Friday was Qing Ming festival, when Chinese traditionally visit their ancestors' graves to sweep them and offer cakes and fruit.
Millions of people are sticking to the custom, with an estimated 80,000 people visiting Beijing tombs alone.
But many Chinese are apparently turning to more modern methods, according to the offiical Xinhua news agency.
The biggest website for sending memorial messages is Netor Memorial, where visitors can click on one of 11,000 "memorial halls" for the dead, light virtual candles in their memory and send cyber-flowers.
National hero
The site honours ordinary people as well as the famous.
"The internet is not real, but it has neither rain nor wind," one grieving son wrote in a message to his dead father. "Dear Dad, I can talk to you here whenever I want to."

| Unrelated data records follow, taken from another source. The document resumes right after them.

//! Abandoned Reservation Sweep
//!
//! Periodic task that reclaims capacity held by PENDING usage records
//! whose checkout never committed or rolled back. Registered with the
//! background task manager; exits when the shutdown token fires.

use crate::vouchers::ledger;
use sqlx::SqlitePool;
use std::time::Duration;
use tokio_util::sync::CancellationToken;

pub async fn run(
    pool: SqlitePool,
    interval_secs: u64,
    max_age_minutes: i64,
    shutdown: CancellationToken,
) {
    let mut interval = tokio::time::interval(Duration::from_secs(interval_secs));
    // First tick fires immediately; skip it so a fresh start does not
    // sweep before any reservation can age.
    interval.tick().await;

    loop {
        tokio::select! {
            _ = shutdown.cancelled() => {
                tracing::debug!("Reservation sweep stopping");
                return;
            }
            _ = interval.tick() => {
                match ledger::cleanup_abandoned(&pool, max_age_minutes).await {
                    Ok(0) => {}
                    Ok(n) => tracing::info!(reclaimed = n, "Reservation sweep pass complete"),
                    Err(e) => tracing::error!(error = %e, "Reservation sweep pass failed"),
                }
            }
        }
    }
}
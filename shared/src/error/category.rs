//! Error category classification

use super::codes::ErrorCode;
use serde::{Deserialize, Serialize};

/// Error category classification based on error code ranges
///
/// Categories are determined by the leading digit of the error code:
/// - 0xxx: General errors
/// - 1xxx: Voucher validation errors
/// - 2xxx: Voucher ledger errors
/// - 3xxx: Order errors
/// - 4xxx: Return errors
/// - 9xxx: System errors
#[derive(Debug, Clone, Copy, PartialEq, Eq, Hash, Serialize, Deserialize)]
#[serde(rename_all = "snake_case")]
pub enum ErrorCategory {
    /// General errors (0xxx)
    General,
    /// Voucher validation errors (1xxx)
    Voucher,
    /// Voucher ledger errors (2xxx)
    Ledger,
    /// Order errors (3xxx)
    Order,
    /// Return errors (4xxx)
    Return,
    /// System errors (9xxx)
    System,
}

impl ErrorCategory {
    /// Determine category from error code value
    pub fn from_code(code: u16) -> Self {
        match code {
            0..1000 => Self::General,
            1000..2000 => Self::Voucher,
            2000..3000 => Self::Ledger,
            3000..4000 => Self::Order,
            4000..5000 => Self::Return,
            _ => Self::System,
        }
    }
}

impl From<ErrorCode> for ErrorCategory {
    fn from(code: ErrorCode) -> Self {
        Self::from_code(code.code())
    }
}

#[cfg(test)]
mod tests {
    use super::*;

    #[test]
    fn test_category_ranges() {
        assert_eq!(ErrorCategory::from_code(3), ErrorCategory::General);
        assert_eq!(ErrorCategory::from_code(1004), ErrorCategory::Voucher);
        assert_eq!(ErrorCategory::from_code(2001), ErrorCategory::Ledger);
        assert_eq!(ErrorCategory::from_code(3002), ErrorCategory::Order);
        assert_eq!(ErrorCategory::from_code(4001), ErrorCategory::Return);
        assert_eq!(ErrorCategory::from_code(9001), ErrorCategory::System);
    }

    #[test]
    fn test_from_error_code() {
        assert_eq!(
            ErrorCategory::from(ErrorCode::OutOfStock),
            ErrorCategory::Voucher
        );
        assert_eq!(
            ErrorCategory::from(ErrorCode::AlreadyTerminal),
            ErrorCategory::Ledger
        );
    }
}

The site's most popular memorial page is for Wang Wei, a Chinese fighter pilot who became a national hero when he was killed in a mid-air collision with a US spy plane last April.

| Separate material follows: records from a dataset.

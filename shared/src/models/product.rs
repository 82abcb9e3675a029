//! Product Model
//!
//! The inventory collaborator's persisted shape. The checkout core only
//! reads price snapshots and applies atomic signed stock deltas; catalog
//! management is owned elsewhere.

use serde::{Deserialize, Serialize};

/// Product entity
#[derive(Debug, Clone, Serialize, Deserialize)]
#[cfg_attr(feature = "db", derive(sqlx::FromRow))]
pub struct Product {
    pub id: i64,
    pub name: String,
    pub category_id: i64,
    /// Unit price in currency units
    pub price: i64,
    pub stock: i64,
    pub sold: i64,
    pub is_active: bool,
    pub created_at: i64,
    pub updated_at: i64,
}

/// Create product payload
#[derive(Debug, Clone, Serialize, Deserialize)]
pub struct ProductCreate {
    pub name: String,
    pub category_id: i64,
    pub price: i64,
    pub stock: i64,
}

His page had had more than 158,000 visitors by late Friday local time.
But for remembering relatives, not everyone approves of online gestures.
"Without a personal tour of where your loved one is buried, how can you show your filial piety in a sincere way?" a Beijing resident told the Beijing Youth Daily newspaper.
Chinese authorities are reported to be happy to minimise personal tomb visits, because of the custom of burning gifts at the graveside to ensure material comfort of dead relatives.
The problem with this tradition is the air pollution it creates and the increased risk of fire, the China Daily said.
The Qing Ming festival, or Remembrance of Ancestors Day, always falls in early April as it is one of the few Chinese festivals to follow the solar calendar rather than the moon.
"For people on the move in the modern world the tradition is difficult to observe, and the internet has become the ideal alternative," Xinhua said.